During my first year of high school, I was absolutely sure that someday I was going to become a veterinarian. I pictured myself with a white robe saving animals; however, there was one problem. Science and I were not on the best of terms. Even though I tried my hardest to enjoy science I couldn’t. After this realization, I knew that medicine was definitely not going to be part of my future. Of course, ever since I was little I’ve been in love with animals, but it was certainly more of a hobby than a future career path. As time passed, I felt completely lost since I had no idea what I was going to do with my life. This led me to my worst semester in high school. My grades dropped, I lost several of my closest friends and even stopped playing tennis, which I had been playing since I was 5 years old. I entered a stage in my life where I had no motivation whatsoever. Although I accepted my error, I could not get over the fact that I disappointed the people I love... I let my family down. This made me realize that it was time for a change. In 10th grade, I took a public speaking class that drastically changed me. I discovered that I had a passion for writing. We were assigned to write all sorts of things, and of course, my favorite thing to write about was Harry Potter (I’m a major "Potter freak" btw). When I started to constantly write essays in order to present them in front of my class, I discovered that writing is what I truly love to do. I discovered that I had a talent. I was able to write in order to express my feelings, something I couldn’t do with just simple words.
For me, writing is not just a simple act of putting different words together on a piece of paper. Writing is a way of escaping my struggles, and in a way, it works as a medicine when I’m facing a problem. I realized that throughout my writing I can be whoever I want to be without anyone judging my true self. People see me as the tough country girl who is not afraid of anything, but little do people know that this puzzled teenager actually has a soft side. I write to satisfy my need of discovering my own identity. A pen and a paper are my best consolation when I’m going through a hard time. As I try to share my sorrows with other people, my tongue feels trapped. It is very hard for me to look at someone else's eyes and just open up. I am an extremely closed person, and I tend to build walls around me since my deepest fear is to get hurt. When I write, I enter a different world, a world in which all of my worries and problems disappear for a brief period of time. Instead of talking to my loved ones about my feelings, I prefer to reveal myself to my own piece of writing.

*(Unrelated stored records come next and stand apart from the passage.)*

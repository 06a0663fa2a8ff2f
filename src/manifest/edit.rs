//! Text splicing.

use super::Span;

/// Replace the bytes covered by `span` with `text`.
#[derive(Debug, Clone, PartialEq, Eq)]
pub struct Edit {
    pub span: Span,
    pub text: String,
}

impl Edit {
    pub fn new(span: Span, text: impl Into<String>) -> Self {
        Self {
            span,
            text: text.into(),
        }
    }
}

/// Apply non-overlapping edits to `source`.
///
/// Edits are applied back to front so the offsets of the remaining ones
/// stay valid; the order they are passed in does not matter.
pub fn apply_edits(source: &str, mut edits: Vec<Edit>) -> String {
    edits.sort_by(|a, b| b.span.start.cmp(&a.span.start));

    let mut output = source.to_string();
    for edit in edits {
        output.replace_range(edit.span.start..edit.span.end, &edit.text);
    }
    output
}

/// Encode `value` as a JSON string literal, quotes included.
pub fn quote(value: &str) -> String {
    serde_json::Value::from(value).to_string()
}
//! Bumping the manifest's own `version` field.

use semver::Version;
use tracing::{debug, warn};

use crate::error::VersionError;
use crate::manifest::edit::quote;
use crate::manifest::{Document, Edit, apply_edits};
use crate::upgrade::Upgrade;

use super::bump::{BumpPolicy, apply_bump_to_version, parse_version};

/// Outcome of a version bump.
#[derive(Debug, Clone, PartialEq, Eq)]
pub struct BumpResult {
    pub bumped_content: String,
}

/// Bump the manifest's version, never failing.
///
/// Any error (unparsable versions, unknown policy, missing `version` field)
/// is logged and the content is returned unchanged.
pub fn bump_package_version(
    content: &str,
    current_version: &str,
    policy: &str,
    batch: &[Upgrade],
) -> BumpResult {
    let bumped_content = match try_bump_package_version(content, current_version, policy, batch) {
        Ok(bumped) => bumped,
        Err(e) => {
            warn!(
                current_version = %current_version,
                policy = %policy,
                error = %e,
                "Failed to bump package version"
            );
            content.to_string()
        }
    };

    BumpResult { bumped_content }
}

/// Bump the manifest's version, reporting why a bump could not be computed.
///
/// Returns the content unchanged when the declared version is already at or
/// beyond the computed one. A mirrored dependency's new value comes from the
/// last matching upgrade in `batch`, falling back to the value it is declared
/// with in the manifest; when neither exists the content is left unchanged.
pub fn try_bump_package_version(
    content: &str,
    current_version: &str,
    policy: &str,
    batch: &[Upgrade],
) -> Result<String, VersionError> {
    let policy: BumpPolicy = policy.parse()?;
    let doc = Document::parse(content).map_err(VersionError::Manifest)?;

    let field = doc
        .root_members("version")
        .next()
        .ok_or(VersionError::MissingVersionField)?;
    let declared = field
        .value
        .as_str()
        .ok_or(VersionError::MissingVersionField)?;

    let new_version = match &policy {
        BumpPolicy::Mirror(dep_name) => {
            let Some(mirrored) = mirrored_value(batch, dep_name)
                .or_else(|| declared_dependency(&doc, dep_name))
            else {
                debug!(dep = %dep_name, "Mirrored dependency not found, leaving version as is");
                return Ok(content.to_string());
            };
            if mirrored == declared {
                debug!(version = %declared, "Version already mirrors dependency");
                return Ok(content.to_string());
            }
            mirrored.to_string()
        }
        BumpPolicy::Increment(bump) => {
            let current = parse_version(current_version)?;
            let candidate = apply_bump_to_version(&current, *bump)?;
            let declared_version: Version = parse_version(declared)?;

            if candidate <= declared_version {
                debug!(
                    declared = %declared_version,
                    candidate = %candidate,
                    "Version was already bumped"
                );
                return Ok(content.to_string());
            }
            candidate.to_string()
        }
    };

    debug!(from = %declared, to = %new_version, "Bumping package version");
    Ok(apply_edits(
        doc.text(),
        vec![Edit::new(field.value.span(), quote(&new_version))],
    ))
}

/// Sections consulted when the mirrored dependency is not in the batch.
const MIRROR_SECTIONS: [&str; 4] = [
    "dependencies",
    "devDependencies",
    "optionalDependencies",
    "peerDependencies",
];

/// New value of the last upgrade in `batch` for `dep_name` that has one.
fn mirrored_value<'a>(batch: &'a [Upgrade], dep_name: &str) -> Option<&'a str> {
    batch
        .iter()
        .rev()
        .filter(|u| u.dep_name == dep_name)
        .find_map(|u| u.kind.new_value())
}

/// Value `dep_name` is declared with in the manifest's own dependency sections.
fn declared_dependency<'d>(doc: &'d Document<'_>, dep_name: &str) -> Option<&'d str> {
    MIRROR_SECTIONS
        .iter()
        .find_map(|section| doc.entries(section, dep_name).first().copied())
        .and_then(|member| member.value.as_str())
}
//! Version management and semver bumping.

pub mod bump;
pub mod package;

pub use bump::{BumpPolicy, BumpType, apply_bump_to_version, parse_version};
pub use package::{BumpResult, bump_package_version, try_bump_package_version};
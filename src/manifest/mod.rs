//! Manifest text access.
//!
//! Wraps the span-aware scanner with package.json-shaped lookups: top-level
//! sections and the entries inside them, with duplicate keys preserved.

pub mod edit;
pub mod scanner;

pub use edit::{Edit, apply_edits};
pub use scanner::{Member, Node, Span};

use crate::error::PatchError;

/// A parsed manifest that still borrows its source text.
#[derive(Debug, Clone)]
pub struct Document<'a> {
    text: &'a str,
    root: Node,
}

impl<'a> Document<'a> {
    /// Parse manifest text. The root must be a JSON object.
    pub fn parse(text: &'a str) -> Result<Self, PatchError> {
        let root = scanner::scan(text)?;

        if root.members().is_none() {
            return Err(PatchError::InvalidManifest {
                offset: root.span().start,
                reason: "manifest root is not an object".to_string(),
            });
        }

        Ok(Self { text, root })
    }

    /// The source text spans point into.
    pub fn text(&self) -> &'a str {
        self.text
    }

    /// Every top-level member named `name`, in source order.
    pub fn root_members<'s>(&'s self, name: &str) -> impl Iterator<Item = &'s Member> {
        self.root
            .members()
            .unwrap_or_default()
            .iter()
            .filter(move |m| m.key == name)
    }

    /// Whether a top-level object named `section` exists.
    pub fn has_section(&self, section: &str) -> bool {
        self.root_members(section)
            .any(|m| m.value.members().is_some())
    }

    /// Every entry keyed `key` across every top-level `section` object.
    ///
    /// The position in the returned list is the occurrence index used to
    /// disambiguate duplicate keys.
    pub fn entries(&self, section: &str, key: &str) -> Vec<&Member> {
        self.root_members(section)
            .filter_map(|m| m.value.members())
            .flat_map(|members| members.iter().filter(|m| m.key == key))
            .collect()
    }
}
//! Persistence for the cached Instagram credential.

use crate::{AuthError, Credential};
use keyring::Entry;
use std::sync::Mutex;

pub const KEYRING_SERVICE_NAME: &str = "InstagramPicker";
const KEYRING_ACCOUNT: &str = "credential";

/// Somewhere a credential can be cached between picker sessions.
pub trait TokenStore: Send + Sync {
    fn load(&self) -> Result<Option<Credential>, AuthError>;
    fn save(&self, credential: &Credential) -> Result<(), AuthError>;
    fn clear(&self) -> Result<(), AuthError>;
}

/// Stores the credential as JSON in the system keyring.
pub struct KeyringStore {
    service: String,
    account: String,
}

impl KeyringStore {
    pub fn new() -> Self {
        Self::with_service(KEYRING_SERVICE_NAME)
    }

    pub fn with_service(service: &str) -> Self {
        Self {
            service: service.to_string(),
            account: KEYRING_ACCOUNT.to_string(),
        }
    }

    fn entry(&self) -> Result<Entry, AuthError> {
        Entry::new(&self.service, &self.account).map_err(|e| AuthError::Keyring(e.to_string()))
    }
}

impl Default for KeyringStore {
    fn default() -> Self {
        Self::new()
    }
}

impl TokenStore for KeyringStore {
    fn load(&self) -> Result<Option<Credential>, AuthError> {
        match self.entry()?.get_password() {
            Ok(raw) => serde_json::from_str(&raw)
                .map(Some)
                .map_err(|e| AuthError::Store(e.to_string())),
            Err(keyring::Error::NoEntry) => Ok(None),
            Err(e) => Err(AuthError::Keyring(e.to_string())),
        }
    }

    fn save(&self, credential: &Credential) -> Result<(), AuthError> {
        let raw = serde_json::to_string(credential).map_err(|e| AuthError::Store(e.to_string()))?;
        self.entry()?
            .set_password(&raw)
            .map_err(|e| AuthError::Keyring(e.to_string()))
    }

    fn clear(&self) -> Result<(), AuthError> {
        match self.entry()?.delete_password() {
            Ok(()) | Err(keyring::Error::NoEntry) => Ok(()),
            Err(e) => Err(AuthError::Keyring(e.to_string())),
        }
    }
}

/// Keeps the credential for the lifetime of the process only.
#[derive(Default)]
pub struct MemoryStore {
    slot: Mutex<Option<Credential>>,
}

impl MemoryStore {
    pub fn new() -> Self {
        Self::default()
    }

    pub fn with_credential(credential: Credential) -> Self {
        Self {
            slot: Mutex::new(Some(credential)),
        }
    }
}

impl TokenStore for MemoryStore {
    fn load(&self) -> Result<Option<Credential>, AuthError> {
        let slot = self.slot.lock().map_err(|e| AuthError::Store(e.to_string()))?;
        Ok(slot.clone())
    }

    fn save(&self, credential: &Credential) -> Result<(), AuthError> {
        let mut slot = self.slot.lock().map_err(|e| AuthError::Store(e.to_string()))?;
        *slot = Some(credential.clone());
        Ok(())
    }

    fn clear(&self) -> Result<(), AuthError> {
        let mut slot = self.slot.lock().map_err(|e| AuthError::Store(e.to_string()))?;
        *slot = None;
        Ok(())
    }
}

/// Uses `primary` and falls back to `secondary` whenever the primary errors,
/// e.g. when no keyring daemon is running.
pub struct FallbackStore {
    primary: Box<dyn TokenStore>,
    secondary: Box<dyn TokenStore>,
}

impl FallbackStore {
    pub fn new(primary: Box<dyn TokenStore>, secondary: Box<dyn TokenStore>) -> Self {
        Self { primary, secondary }
    }
}

impl TokenStore for FallbackStore {
    fn load(&self) -> Result<Option<Credential>, AuthError> {
        match self.primary.load() {
            Ok(Some(cred)) => Ok(Some(cred)),
            Ok(None) => self.secondary.load(),
            Err(e) => {
                tracing::warn!(error = %e, "Primary token store failed, using fallback");
                self.secondary.load()
            }
        }
    }

    fn save(&self, credential: &Credential) -> Result<(), AuthError> {
        if let Err(e) = self.primary.save(credential) {
            tracing::warn!(error = %e, "Primary token store failed, using fallback");
            return self.secondary.save(credential);
        }
        Ok(())
    }

    fn clear(&self) -> Result<(), AuthError> {
        let primary = self.primary.clear();
        let secondary = self.secondary.clear();
        match (primary, secondary) {
            (Err(e), Err(_)) => Err(e),
            _ => Ok(()),
        }
    }
}

#[cfg(feature = "file-store")]
pub use file::FileStore;

#[cfg(feature = "file-store")]
mod file {
    use super::TokenStore;
    use crate::{AuthError, Credential};
    use std::path::{Path, PathBuf};

    /// Stores the credential in a JSON file, by default `~/.instagram-picker/tokens.json`.
    pub struct FileStore {
        path: PathBuf,
    }

    impl FileStore {
        pub fn new(path: impl Into<PathBuf>) -> Self {
            Self { path: path.into() }
        }

        pub fn default_path() -> PathBuf {
            dirs::home_dir()
                .unwrap_or_else(|| PathBuf::from("."))
                .join(".instagram-picker")
                .join("tokens.json")
        }

        pub fn path(&self) -> &Path {
            &self.path
        }
    }

    impl Default for FileStore {
        fn default() -> Self {
            Self::new(Self::default_path())
        }
    }

    impl TokenStore for FileStore {
        fn load(&self) -> Result<Option<Credential>, AuthError> {
            if !self.path.exists() {
                return Ok(None);
            }
            let data = std::fs::read_to_string(&self.path).map_err(|e| AuthError::Io(e.to_string()))?;
            serde_json::from_str(&data)
                .map(Some)
                .map_err(|e| AuthError::Store(e.to_string()))
        }

        fn save(&self, credential: &Credential) -> Result<(), AuthError> {
            if let Some(parent) = self.path.parent() {
                std::fs::create_dir_all(parent).map_err(|e| AuthError::Io(e.to_string()))?;
            }
            let data = serde_json::to_string_pretty(credential).map_err(|e| AuthError::Store(e.to_string()))?;
            std::fs::write(&self.path, data).map_err(|e| AuthError::Io(e.to_string()))?;
            #[cfg(unix)]
            {
                use std::os::unix::fs::PermissionsExt;
                let perms = std::fs::Permissions::from_mode(0o600);
                std::fs::set_permissions(&self.path, perms).map_err(|e| AuthError::Io(e.to_string()))?;
            }
            Ok(())
        }

        fn clear(&self) -> Result<(), AuthError> {
            match std::fs::remove_file(&self.path) {
                Ok(()) => Ok(()),
                Err(e) if e.kind() == std::io::ErrorKind::NotFound => Ok(()),
                Err(e) => Err(AuthError::Io(e.to_string())),
            }
        }
    }
}
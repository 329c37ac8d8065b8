use api_client::MediaItem;

/// The media items the user picked, in the order they were picked.
#[derive(Debug, Clone, Default, PartialEq)]
pub struct Selection {
    items: Vec<MediaItem>,
}

impl Selection {
    pub fn new() -> Self {
        Self::default()
    }

    /// Build a selection from `items`, keeping the first occurrence of each id.
    pub fn from_items(items: Vec<MediaItem>) -> Self {
        let mut selection = Self::new();
        for item in items {
            selection.insert(item);
        }
        selection
    }

    pub fn items(&self) -> &[MediaItem] {
        &self.items
    }

    pub fn ids(&self) -> Vec<&str> {
        self.items.iter().map(|i| i.id.as_str()).collect()
    }

    pub fn len(&self) -> usize {
        self.items.len()
    }

    pub fn is_empty(&self) -> bool {
        self.items.is_empty()
    }

    pub fn contains(&self, id: &str) -> bool {
        self.items.iter().any(|i| i.id == id)
    }

    /// Returns false if an item with the same id is already selected.
    pub fn insert(&mut self, item: MediaItem) -> bool {
        if self.contains(&item.id) {
            return false;
        }
        self.items.push(item);
        true
    }

    pub fn remove(&mut self, id: &str) -> Option<MediaItem> {
        let idx = self.items.iter().position(|i| i.id == id)?;
        Some(self.items.remove(idx))
    }

    pub fn replace(&mut self, items: Vec<MediaItem>) {
        *self = Self::from_items(items);
    }
}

I want my writing to matter one day. I want people to know me. I want people to read my work and connect with it. Writing makes me feel alive and throughout the years, it has helped me become who I am today. To me, I’m just a girl who like many other young adults, is in the process of self-discovery. When I write, I feel free. No one can tell me what to write and what not to write. This long and difficult road has taught me that in order to find your way, you must find something to fight for, something that matters. I learned that no matter how lost you may feel, there is always a way out of that darkness. You just have to believe that someday, in your own special way, you will change the world... Even if you don't know it yet.